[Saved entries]
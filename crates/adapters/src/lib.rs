// SPDX-License-Identifier: BUSL-1.1
// Copyright (c) 2026 Alfred Jean LLC

// Allow panic!/unwrap/expect in test code
#![cfg_attr(test, allow(clippy::panic))]
#![cfg_attr(test, allow(clippy::unwrap_used))]
#![cfg_attr(test, allow(clippy::expect_used))]

//! sw-adapters: trait surfaces for the strategy worker's external
//! collaborators (message bus, codec, states backend, crawling strategy,
//! stats sink), plus fake/no-op implementations for tests and defaults.

pub mod bus;
pub mod codec;
pub mod states;
pub mod stats;
pub mod strategy;

pub use bus::{BusError, MessageBusConsumer, MessageBusProducer, RawMessage, StdioConsumer, StdioProducer};
pub use codec::{Decoder, DecodeError, Encoder, EventCodec, JsonCodec, ScoreUpdate};
pub use states::{MemoryStatesBackend, StatesBackend, StatesError};
pub use stats::{export_tags, LoggingStatsSink, NoOpStatsSink, StatsSink};
pub use strategy::{CrawlingStrategy, NoopStrategy};

#[cfg(any(test, feature = "test-support"))]
pub use bus::{ConsumerCall, FakeConsumer, FakeProducer, ProducerCall};
#[cfg(any(test, feature = "test-support"))]
pub use states::{InMemoryStatesBackend, StatesCall};
#[cfg(any(test, feature = "test-support"))]
pub use stats::{FakeStatsSink, StatsSnapshot};
#[cfg(any(test, feature = "test-support"))]
pub use strategy::{FakeStrategy, StrategyCall};
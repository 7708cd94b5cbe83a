// SPDX-License-Identifier: BUSL-1.1
// Copyright (c) 2026 Alfred Jean LLC

// Allow panic!/unwrap/expect in test code
#![cfg_attr(test, allow(clippy::panic))]
#![cfg_attr(test, allow(clippy::unwrap_used))]
#![cfg_attr(test, allow(clippy::expect_used))]

//! sw-engine: the batch pipeline, strategy dispatch, score emission,
//! stats, and the flush/status timer bookkeeping.

mod batch_pipeline;
mod score_emitter;
mod scheduler;
mod stats;
mod strategy_adapter;

pub use batch_pipeline::{BatchPipeline, TickOutcome, WorkError};
pub use scheduler::{sample_initial_flush_delay, Scheduler, Task};
pub use score_emitter::ScoreEmitter;
pub use stats::Stats;
pub use strategy_adapter::{dispatch, Dispatched};
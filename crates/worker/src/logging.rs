// SPDX-License-Identifier: BUSL-1.1
// Copyright (c) 2026 Alfred Jean LLC

//! Tracing setup (spec §6.1's `LOGGING_CONFIG`/`--log-level`).
//!
//! The worker logs to stdout rather than a rotated file — unlike a
//! long-lived daemon, it is expected to run under a process supervisor
//! that owns log capture.

use tracing_subscriber::{fmt, prelude::*, EnvFilter};

/// Build the filter the worker's subscriber is initialized with, falling
/// back to `info` on an unparseable `--log-level`.
fn build_filter(log_level: &str) -> EnvFilter {
    EnvFilter::try_new(log_level).unwrap_or_else(|_| EnvFilter::new("info"))
}

/// Initialize the global tracing subscriber from the resolved
/// `--log-level`. `logging_config` names an external logging config file
/// in the source system (a dict-config module); there is no equivalent
/// here, so a non-empty value is logged once and otherwise ignored.
pub fn init(log_level: &str, logging_config: Option<&str>) {
    tracing_subscriber::registry()
        .with(build_filter(log_level))
        .with(fmt::layer())
        .init();

    if let Some(path) = logging_config {
        tracing::warn!(path, "LOGGING_CONFIG is not supported; using --log-level only");
    }
}

#[cfg(test)]
#[path = "logging_tests.rs"]
mod tests;
// SPDX-License-Identifier: BUSL-1.1
// Copyright (c) 2026 Alfred Jean LLC

//! Dispatches classified events to the crawling strategy's handlers,
//! applying the job-id staleness filter and the state-cache protocol
//! around each one (spec §4.4).

use sw_adapters::{CrawlingStrategy, StatesBackend, StatesError};
use sw_core::{Event, JobId, Request};
use sw_storage::StatesContext;

use crate::stats::Stats;

/// Outcome of dispatching one event, for the batch pipeline's logging.
pub enum Dispatched {
    /// The event was handled (possibly with a swallowed strategy error,
    /// already logged).
    Handled,
    /// Dropped by the job-id staleness filter (spec §3, §8 property 3).
    Stale,
    /// An unrecognized tag (spec §4.4).
    Unknown(String),
    /// Bookkeeping only, ignored by design (spec §3).
    Offset,
}

/// Dispatch one decoded event. `job_id` is the worker's current job id,
/// used to filter stale `page_crawled`/`links_extracted`/`request_error`
/// events; `add_seeds` is never filtered and always stamps `jid` on its
/// seeds (spec §3, §4.4).
///
/// Strategy handler errors are caught, logged, and swallowed — one bad
/// event must not halt the batch. Backend errors (`set_states`,
/// `update_cache`) propagate per spec §7: they are not this function's to
/// absorb, the task scheduler restarts the whole work tick on them.
pub async fn dispatch<S, B>(
    strategy: &S,
    states: &mut StatesContext<B>,
    stats: &mut Stats,
    job_id: &JobId,
    event: Event,
) -> Result<Dispatched, StatesError>
where
    S: CrawlingStrategy,
    B: StatesBackend,
{
    match event {
        Event::AddSeeds(mut seeds) => {
            for seed in &mut seeds {
                seed.set_job_id(job_id.as_str());
            }
            states.set_states(&seeds).await?;
            if let Err(err) = strategy.add_seeds(&seeds).await {
                tracing::error!(error = %err, "add_seeds handler failed");
            }
            states.update_cache(&seeds).await?;
            stats.consumed_add_seeds += 1;
            Ok(Dispatched::Handled)
        }
        Event::PageCrawled(response) => {
            if !matches_job(response.job_id(), job_id) {
                return Ok(Dispatched::Stale);
            }
            let request = response.request.clone();
            states.set_states(std::slice::from_ref(&request)).await?;
            if let Err(err) = strategy.page_crawled(&response).await {
                tracing::error!(error = %err, "page_crawled handler failed");
            }
            states.update_cache(std::slice::from_ref(&request)).await?;
            stats.consumed_page_crawled += 1;
            Ok(Dispatched::Handled)
        }
        Event::LinksExtracted(request, links) => {
            if !matches_job(request.job_id(), job_id) {
                return Ok(Dispatched::Stale);
            }
            states.set_states(&links).await?;
            if let Err(err) = strategy.links_extracted(&request, &links).await {
                tracing::error!(error = %err, "links_extracted handler failed");
            }
            states.update_cache(&links).await?;
            stats.consumed_links_extracted += 1;
            Ok(Dispatched::Handled)
        }
        Event::RequestError(request, error) => {
            if !matches_job(request.job_id(), job_id) {
                return Ok(Dispatched::Stale);
            }
            states.set_states(std::slice::from_ref(&request)).await?;
            if let Err(err) = strategy.page_error(&request, &error).await {
                tracing::error!(error = %err, "page_error handler failed");
            }
            states.update_cache(std::slice::from_ref(&request)).await?;
            stats.consumed_request_error += 1;
            Ok(Dispatched::Handled)
        }
        Event::Offset { .. } => Ok(Dispatched::Offset),
        Event::Unknown(tag) => Ok(Dispatched::Unknown(tag)),
    }
}

fn matches_job(event_job_id: Option<&str>, worker_job_id: &JobId) -> bool {
    event_job_id == Some(worker_job_id.as_str())
}

#[cfg(test)]
#[path = "strategy_adapter_tests.rs"]
mod tests;
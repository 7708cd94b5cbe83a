// SPDX-License-Identifier: BUSL-1.1
// Copyright (c) 2026 Alfred Jean LLC

use super::*;

#[test]
fn records_snapshots_in_order() {
    let sink = FakeStatsSink::new();
    let tags = export_tags("3");
    let mut counters = BTreeMap::new();
    counters.insert("consumed_since_start".to_string(), "1".to_string());
    sink.emit(&tags, &counters);
    assert_eq!(
        sink.snapshots(),
        vec![StatsSnapshot { tags, counters }]
    );
}
// SPDX-License-Identifier: BUSL-1.1
// Copyright (c) 2026 Alfred Jean LLC

//! The `meta` map carried by every [`crate::request::Request`].
//!
//! The spider log uses byte-string keys (`b'fingerprint'`, `b'jid'`) at the
//! wire boundary; the codec is responsible for translating in and out of
//! this map. Core code never matches on raw keys — it goes through
//! [`Meta::job_id`]/[`Meta::set_job_id`] so the `jid` convention lives in
//! one place.

use std::collections::BTreeMap;

/// A `meta` value. The spider log only ever puts small scalars and byte
/// strings in here; `Bytes` covers keys like `jid` that travel as raw bytes
/// on the wire rather than as JSON strings or numbers.
#[derive(Debug, Clone, PartialEq, Eq, serde::Serialize, serde::Deserialize)]
#[serde(untagged)]
pub enum MetaValue {
    Bytes(Vec<u8>),
    Text(String),
    Int(i64),
    Bool(bool),
}

impl MetaValue {
    pub fn as_str(&self) -> Option<&str> {
        match self {
            MetaValue::Text(s) => Some(s),
            MetaValue::Bytes(b) => std::str::from_utf8(b).ok(),
            _ => None,
        }
    }
}

impl From<&str> for MetaValue {
    fn from(s: &str) -> Self {
        MetaValue::Text(s.to_string())
    }
}

impl From<String> for MetaValue {
    fn from(s: String) -> Self {
        MetaValue::Text(s)
    }
}

impl From<Vec<u8>> for MetaValue {
    fn from(b: Vec<u8>) -> Self {
        MetaValue::Bytes(b)
    }
}

/// The key the job id travels under on the wire (`b'jid'` in the source
/// system). Kept as a byte-string-shaped constant even though our in-memory
/// map is keyed by `String`, matching the source's wire convention.
pub const JID_KEY: &str = "jid";

/// Arbitrary request metadata, keyed as the source system keys it (`jid`,
/// plus whatever the strategy or spider stash there). `BTreeMap` keeps
/// iteration order deterministic, which matters for tests asserting on
/// encoded output.
#[derive(Debug, Clone, Default, PartialEq, Eq, serde::Serialize, serde::Deserialize)]
pub struct Meta(BTreeMap<String, MetaValue>);

impl Meta {
    pub fn new() -> Self {
        Self::default()
    }

    pub fn get(&self, key: &str) -> Option<&MetaValue> {
        self.0.get(key)
    }

    pub fn insert(&mut self, key: impl Into<String>, value: impl Into<MetaValue>) {
        self.0.insert(key.into(), value.into());
    }

    pub fn contains_key(&self, key: &str) -> bool {
        self.0.contains_key(key)
    }

    /// The job id this request/response/link was stamped with, if any.
    pub fn job_id(&self) -> Option<&str> {
        self.get(JID_KEY).and_then(MetaValue::as_str)
    }

    /// Stamp (or overwrite) the `jid` entry.
    pub fn set_job_id(&mut self, job_id: &str) {
        self.insert(JID_KEY, job_id);
    }
}

#[cfg(test)]
#[path = "meta_tests.rs"]
mod tests;
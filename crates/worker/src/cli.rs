// SPDX-License-Identifier: BUSL-1.1
// Copyright (c) 2026 Alfred Jean LLC

//! Command-line surface (spec §6.2): `--config` is required, the rest
//! override whatever the config module supplies.

use clap::Parser;

#[derive(Debug, Parser)]
#[command(name = "sw-worker", about = "Strategy worker for a crawl frontier")]
pub struct Cli {
    /// Path to the worker's configuration module.
    #[arg(long)]
    pub config: String,

    /// Overrides the configured crawling strategy.
    #[arg(long)]
    pub strategy: Option<String>,

    /// Overrides `SCORING_PARTITION_ID`.
    #[arg(long = "partition-id")]
    pub partition_id: Option<i64>,

    /// Log level, e.g. `info`, `debug`, `sw_worker=debug`.
    #[arg(long = "log-level", short = 'L', default_value = "info")]
    pub log_level: String,
}

#[cfg(test)]
#[path = "cli_tests.rs"]
mod tests;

## WHAT IS NEEDED:
From the records above, tally every line that contains the string "FakeStatsSink"; the reply consists of that number alone.

## OUTPUT BELOW:
2